Janet Poppendieck's book documents the long political struggle to bring prosperity back to the US. Legislators and the president had to balance several constituencies, a struggle that began in around 1929 or earlier, and lasted until World War II (unless you take a bigger look, and say it never ended).
The interest groups pressuring the government as the Depression began included the nation's farmers. Naturally, they wanted to get a fair price that covered their production expenses and enabled them to plant the next year's crop; economic collapse left them unable to earn a living or pay their debts. Commodity farmers were often unable even to feed their families. Food processors and middle-men opposed food being "given away" -- even to the poorest people who couldn't pay for it -- because the food industry feared erosion of their profits. State and city governments ran out of money and tried to convince Washington to pass bills to help them do something for their desperate citizens. Ideologues and puritans said everyone should earn his bread, no giveaways, no charity that would be a destroyer of the human spirit. Hungry unemployed and impoverished people, both on farms and in cities, didn't care how they got food, they just wanted starvation to end. And yes, children and adults really died of malnutrition in this terrible era.
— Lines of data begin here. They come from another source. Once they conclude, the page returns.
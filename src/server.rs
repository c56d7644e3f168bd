//! Wiring of one relay server instance.
//!
//! Everything here is plain constructor plumbing: build the stores,
//! coordinators, registries, and broker once at startup, then assemble
//! the axum router around them. Tests reuse the same assembly to run a
//! full in-process relay.

use std::sync::Arc;

use axum::http::StatusCode;
use axum::middleware;
use axum::routing::get;
use axum::Router;
use tokio::task::JoinHandle;
use tokio_util::sync::CancellationToken;
use tower_http::trace::TraceLayer;

use crate::coordination::{AcknowledgeCoordinator, ResponseCoordinator};
use crate::dispatch::hub::{hub_handler, HubState};
use crate::dispatch::{ConnectorRegistry, RequestCoordinator};
use crate::ingress::{relay_middleware, Interceptors, RelaySettings, RelayState};
use crate::protocol::OriginId;
use crate::store::FsBodyStore;
use crate::tenant::TenantRegistry;
use crate::transport::{ingestion_router, IngestionState, InMemoryBroker};

/// The long-lived pieces of one server instance.
pub struct RelayApp {
    pub origin_id: OriginId,
    pub store: FsBodyStore,
    pub broker: Arc<InMemoryBroker>,
    pub connectors: Arc<ConnectorRegistry>,
    pub responses: ResponseCoordinator,
    pub acknowledges: AcknowledgeCoordinator,
    pub requests: Arc<RequestCoordinator>,
    pub settings: RelaySettings,
}

impl RelayApp {
    pub fn new(store: FsBodyStore, settings: RelaySettings) -> Self {
        let origin_id = OriginId::new();
        let broker = Arc::new(InMemoryBroker::new());
        let connectors = Arc::new(ConnectorRegistry::new(settings.max_inline_body_bytes));
        let responses = ResponseCoordinator::new(store.clone());
        let acknowledges = AcknowledgeCoordinator::new();
        let requests = Arc::new(RequestCoordinator::new(
            Arc::clone(&connectors),
            acknowledges.clone(),
            store.clone(),
        ));

        Self {
            origin_id,
            store,
            broker,
            connectors,
            responses,
            acknowledges,
            requests,
            settings,
        }
    }

    /// Bind this origin's broker queues and start draining them into
    /// the coordinators.
    pub fn spawn_consumers(&self, shutdown: CancellationToken) -> JoinHandle<()> {
        let consumers = self.broker.bind_origin(self.origin_id);
        tokio::spawn(consumers.run(
            self.responses.clone(),
            self.acknowledges.clone(),
            shutdown,
        ))
    }

    /// Assemble the public router: relay middleware wrapping the hub,
    /// the ingestion return path, and a health probe.
    pub fn router(
        &self,
        tenants: Arc<dyn TenantRegistry>,
        interceptors: Arc<Interceptors>,
    ) -> Router {
        let relay_state = RelayState {
            origin_id: self.origin_id,
            tenants: Arc::clone(&tenants),
            requests: Arc::clone(&self.requests),
            responses: self.responses.clone(),
            store: self.store.clone(),
            interceptors,
            settings: self.settings.clone(),
        };
        let hub_state = HubState {
            connectors: Arc::clone(&self.connectors),
            tenants,
        };
        let ingestion_state = IngestionState {
            broker: self.broker.clone(),
            store: self.store.clone(),
        };

        let relay_api = Router::new()
            .route("/hub/{tenant_name}", get(hub_handler))
            .with_state(hub_state)
            .merge(ingestion_router(ingestion_state));

        Router::new()
            .nest("/_relay", relay_api)
            .route("/healthz", get(|| async { "ok" }))
            .fallback(|| async { (StatusCode::NOT_FOUND, "no such route") })
            .layer(middleware::from_fn_with_state(
                relay_state,
                relay_middleware,
            ))
            .layer(TraceLayer::new_for_http())
    }
}
//! Target-side connector.
//!
//! A connector runs next to the private target, dials out to the edge
//! server's hub, and keeps the session alive across failures. Inbound
//! `RequestTarget` frames are handed to the local [`TargetHandler`];
//! responses and acknowledgements return via the HTTP broker path, not
//! the hub.

mod backoff;
mod connection;
mod handler;
mod outbound;

pub use backoff::reconnect_delay;
pub use connection::{
    ConnectionEvents, ConnectorConnection, ConnectorOptions, HubError, LifecycleState,
    ReconnectPolicy,
};
pub use handler::{HttpTargetHandler, TargetError, TargetHandler};
pub use outbound::{HttpOutbound, OutboundTransport};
The complexity of all the different interest groups was a major topic of the book. For example, the FSRC (Federal Surplus Relief Corporation), formed to address these problems, was
“...an accountant’s nightmare, it was a politician’s dream, it promised something for everyone.The diets of the unemployed would be improved .... Farmers would benefit both by direct government purchase of their unsaleable crops and by improved prices for the remaining portions. Processors could expect contracts to convert raw commodities into forms suitable for relief use .... Budget balancers presumably, could anticipate reduced overall relief costs due to bargain prices and economies of scale, and both the public and the New Dealers would be relieved of the discomfort caused by contemplating waste amid want. ...surplus commodity distribution seemed to promise loss nowhere and gain everywhere.” (p. 135-136)
Somehow in spite of all the politics, new programs began to function soon after Roosevelt became president. Job programs like the WPA and CCC began to provide money so that people could buy food and other essentials, and could pay their rent. Farm programs worked out. Unfortunately, no program was free of political fights.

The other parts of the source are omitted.